The fix I ended up using was creating a .dockerignore file that tells Docker to not include certain files in the build context:

src/kelvandor
src/*.o
src/*.log
**/__pycache__

This means the kelvandor binary, as well as any object files, log files, and Python caches won’t be copied to the image (these are all things that might end up in src/). So when Docker runs make, the binary will be built fresh from the source files in the container.

Problem 2: You’re Ignoring My Argument

Secondly, I noticed that the containerized API was ignoring the Iterations request header. This is a feature that lets you set the number of iterations of the Monte Carlo tree search algorithm to perform in calculating the optimal move; more iterations will result in stronger play.

The UI has a setting for the user to set a specific number of iterations, which will determine the value of the Iterations header in the API request, which in turn is passed as the -i argument to the kelvandor binary. However, when using the containerized API, none of this seemed to have any effect. The API always used the default number of iterations as compiled into the binary.

In tracing the problem, I determined everything was functioning properly up to the kelvandor -i <iterations> call. The configured number was being properly interpreted by the API layer and passed to the binary.

Moreover, the binary used the proper number of iterations when I called it manually. So running ./kelvandor -i 20000 <serialized board> resulted in 20,000 iterations, but doing the equivalent from the UI did not. But, like I said, I verified the iterations setting was being passed correctly through the UI and API layers.

So why was it behaving differently?

The Fix

Here’s how I was manually testing the binary:

./kelvandor -i 20000 <serialized board>

Here’s the Python code where the API calls the binary:

p = Popen([KELVANDOR, board] + args, stdout=PIPE, stderr=PIPE)

And here’s an example of how an invocation from that might look:

./kelvandor <serialized board> -i 20000

See the difference?

Remember how above we said that Alpine Linux uses a “strictly POSIX compliant” implementation of libc? In strict POSIX, “the options end when the first non-option argument is encountered”. During my testing, I was putting the -i argument before the (required, non-option) board argument, but the API was putting it after. The difference wasn’t a problem when running the API on my glibc machine, since glibc goes beyond strict POSIX compliance and will return options after non-options. However, when running in the container on Alpine Linux, the strictly POSIX musl library ignores the trailing -i option.

In this case, the fix is easy. We’ll just change the API invocation to conform to POSIX:

p = Popen([KELVANDOR] + args + [board], stdout=PIPE, stderr=PIPE)

There wasn’t any real benefit to doing it the other way. I probably only wrote it that way because it was marginally more natural, and the possible problem hadn’t occurred to me.

Go Deeper

It is easy to see how both these problems could occur. They emerged from simple operations and seemingly insignificant minutiae.

However, despite their simple sources, both problems led to confusing situations where things that were clearly present were reported as missing or ignored.

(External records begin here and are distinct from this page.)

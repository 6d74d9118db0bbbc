use {
    crate::*,
    nom::{
        branch::alt,
        bytes::complete::tag,
        character::complete::{line_ending, satisfy},
        combinator::{map, map_opt, opt},
        error::Error,
        multi::{many0, many1, separated_list1},
        sequence::{delimited, preceded, separated_pair, terminated, tuple},
        Err, IResult,
    },
};

/// One cell of the starting-stacks drawing: a crate letter, or a three-space gap above a shorter
/// stack
struct DrawingCell(Option<u8>);

impl Parse for DrawingCell {
    fn parse<'i>(input: &'i str) -> IResult<&'i str, Self> {
        alt((
            map(
                delimited(tag("["), satisfy(|c: char| c.is_ascii_uppercase()), tag("]")),
                |crate_char: char| Self(Some(crate_char as u8)),
            ),
            map(tag("   "), |_| Self(None)),
        ))(input)
    }
}

/// Parses the footer of the drawing, ` 1   2   3 ...`, validating that the column indices count up
/// from 1, and returning the column count
fn parse_column_count(input: &str) -> IResult<&str, usize> {
    map_opt(
        separated_list1(
            tag(" "),
            delimited(tag(" "), satisfy(|c: char| c.is_ascii_digit()), tag(" ")),
        ),
        |column_indices: Vec<char>| -> Option<usize> {
            column_indices
                .iter()
                .enumerate()
                .all(|(index, column_index_char)| {
                    *column_index_char as u8 - ZERO_OFFSET == index as u8 + 1_u8
                })
                .then(|| column_indices.len())
        },
    )(input)
}

/// The stacks of crates, bottom to top
#[derive(Clone)]
#[cfg_attr(test, derive(Debug, PartialEq))]
struct CrateStacks(Vec<Vec<u8>>);

impl CrateStacks {
    fn try_from_drawing_rows(rows: Vec<Vec<DrawingCell>>, columns: usize) -> Option<Self> {
        let mut crate_stacks: Self = Self(vec![Vec::new(); columns]);

        for row in rows.into_iter().rev() {
            if row.len() != columns {
                return None;
            }

            for (crate_stack, drawing_cell) in crate_stacks.0.iter_mut().zip(row) {
                if let Some(crate_byte) = drawing_cell.0 {
                    crate_stack.push(crate_byte);
                }
            }
        }

        Some(crate_stacks)
    }

    fn try_execute(&mut self, step: &Step, crane_model: CraneModel) -> Option<()> {
        let from_index: usize = (step.from as usize).checked_sub(1_usize)?;
        let to_index: usize = (step.to as usize).checked_sub(1_usize)?;

        let moved_crates: Vec<u8> = {
            let from_stack: &mut Vec<u8> = self.0.get_mut(from_index)?;

            if from_stack.len() < step.count {
                return None;
            }

            from_stack.split_off(from_stack.len() - step.count)
        };
        let to_stack: &mut Vec<u8> = self.0.get_mut(to_index)?;

        match crane_model {
            CraneModel::CrateMover9000 => to_stack.extend(moved_crates.into_iter().rev()),
            CraneModel::CrateMover9001 => to_stack.extend(moved_crates),
        }

        Some(())
    }

    fn stack_tops(&self) -> String {
        self.0
            .iter()
            .filter_map(|crate_stack: &Vec<u8>| -> Option<char> {
                crate_stack.last().map(|&crate_byte| crate_byte as char)
            })
            .collect()
    }
}

impl Parse for CrateStacks {
    fn parse<'i>(input: &'i str) -> IResult<&'i str, Self> {
        map_opt(
            tuple((
                many1(terminated(
                    separated_list1(tag(" "), DrawingCell::parse),
                    line_ending,
                )),
                terminated(parse_column_count, line_ending),
            )),
            |(rows, columns)| Self::try_from_drawing_rows(rows, columns),
        )(input)
    }
}

/// One step of the rearrangement procedure, with 1-based stack indices
#[cfg_attr(test, derive(Debug, PartialEq))]
struct Step {
    count: usize,
    from: u8,
    to: u8,
}

impl Parse for Step {
    fn parse<'i>(input: &'i str) -> IResult<&'i str, Self> {
        map(
            tuple((
                preceded(tag("move "), parse_integer::<usize>),
                preceded(tag(" from "), parse_integer::<u8>),
                preceded(tag(" to "), parse_integer::<u8>),
            )),
            |(count, from, to)| Self { count, from, to },
        )(input)
    }
}

/// Which crane is executing the rearrangement procedure
#[derive(Clone, Copy)]
enum CraneModel {
    /// Moves one crate at a time, so each moved group ends up reversed
    CrateMover9000,

    /// Moves whole groups at once, preserving their order
    CrateMover9001,
}

#[cfg_attr(test, derive(Debug, PartialEq))]
pub struct Solution {
    crate_stacks: CrateStacks,
    steps: Vec<Step>,
}

impl Solution {
    /// Runs the full rearrangement procedure on a copy of the starting stacks and reads off the
    /// top crate of each stack
    ///
    /// Returns `None` if a step addresses a missing stack or moves more crates than its source
    /// stack holds.
    fn try_stack_tops_after_rearrangement(&self, crane_model: CraneModel) -> Option<String> {
        let mut crate_stacks: CrateStacks = self.crate_stacks.clone();

        for step in &self.steps {
            crate_stacks.try_execute(step, crane_model)?;
        }

        Some(crate_stacks.stack_tops())
    }
}

impl Parse for Solution {
    fn parse<'i>(input: &'i str) -> IResult<&'i str, Self> {
        map(
            separated_pair(
                CrateStacks::parse,
                line_ending,
                many0(terminated(Step::parse, opt(line_ending))),
            ),
            |(crate_stacks, steps)| Self {
                crate_stacks,
                steps,
            },
        )(input)
    }
}

impl RunQuestions for Solution {
    fn q1_internal(&mut self, _args: &QuestionArgs) {
        dbg!(self.try_stack_tops_after_rearrangement(CraneModel::CrateMover9000));
    }

    fn q2_internal(&mut self, _args: &QuestionArgs) {
        dbg!(self.try_stack_tops_after_rearrangement(CraneModel::CrateMover9001));
    }
}

impl<'i> TryFrom<&'i str> for Solution {
    type Error = Err<Error<&'i str>>;

    fn try_from(input: &'i str) -> Result<Self, Self::Error> {
        Ok(Self::parse(input)?.1)
    }
}

#[cfg(test)]
mod tests {
    use super::*;

    const CRATE_STACKS_STR: &str = concat!(
        "    [D]    \n",
        "[N] [C]    \n",
        "[Z] [M] [P]\n",
        " 1   2   3 \n",
        "\n",
        "move 1 from 2 to 1\n",
        "move 3 from 1 to 3\n",
        "move 2 from 2 to 1\n",
        "move 1 from 1 to 2",
    );

    fn solution() -> Solution {
        Solution {
            crate_stacks: CrateStacks(vec![
                vec![b'Z', b'N'],
                vec![b'M', b'C', b'D'],
                vec![b'P'],
            ]),
            steps: vec![
                Step {
                    count: 1_usize,
                    from: 2_u8,
                    to: 1_u8,
                },
                Step {
                    count: 3_usize,
                    from: 1_u8,
                    to: 3_u8,
                },
                Step {
                    count: 2_usize,
                    from: 2_u8,
                    to: 1_u8,
                },
                Step {
                    count: 1_usize,
                    from: 1_u8,
                    to: 2_u8,
                },
            ],
        }
    }

    #[test]
    fn test_try_from_str() {
        assert_eq!(Solution::try_from(CRATE_STACKS_STR), Ok(solution()));
    }

    #[test]
    fn test_crate_mover_9000() {
        assert_eq!(
            solution().try_stack_tops_after_rearrangement(CraneModel::CrateMover9000),
            Some("CMZ".into())
        );
    }

    #[test]
    fn test_crate_mover_9001() {
        assert_eq!(
            solution().try_stack_tops_after_rearrangement(CraneModel::CrateMover9001),
            Some("MCD".into())
        );
    }

    #[test]
    fn test_try_execute_rejects_impossible_steps() {
        let mut crate_stacks: CrateStacks = solution().crate_stacks.clone();

        assert_eq!(
            crate_stacks.try_execute(
                &Step {
                    count: 4_usize,
                    from: 1_u8,
                    to: 2_u8,
                },
                CraneModel::CrateMover9000,
            ),
            None
        );
        assert_eq!(
            crate_stacks.try_execute(
                &Step {
                    count: 1_usize,
                    from: 0_u8,
                    to: 2_u8,
                },
                CraneModel::CrateMover9000,
            ),
            None
        );
    }
}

The fixes for both problems required a degree of understanding of below-the-surface technical details.

I would guess the technical level required to trigger these errors is below the technical level required to understand them. I imagine this is common in our field; it’s easy to get yourself into problems that you don’t understand (at least at first). This shows that it is always important to improve your knowledge beyond the bare requirements for getting things done. You never know when deeper understanding will suddenly be applicable to a current problem (or prevent a problem from emerging).

And, of course, with the complexity of our field, no one’s work is ever done with that!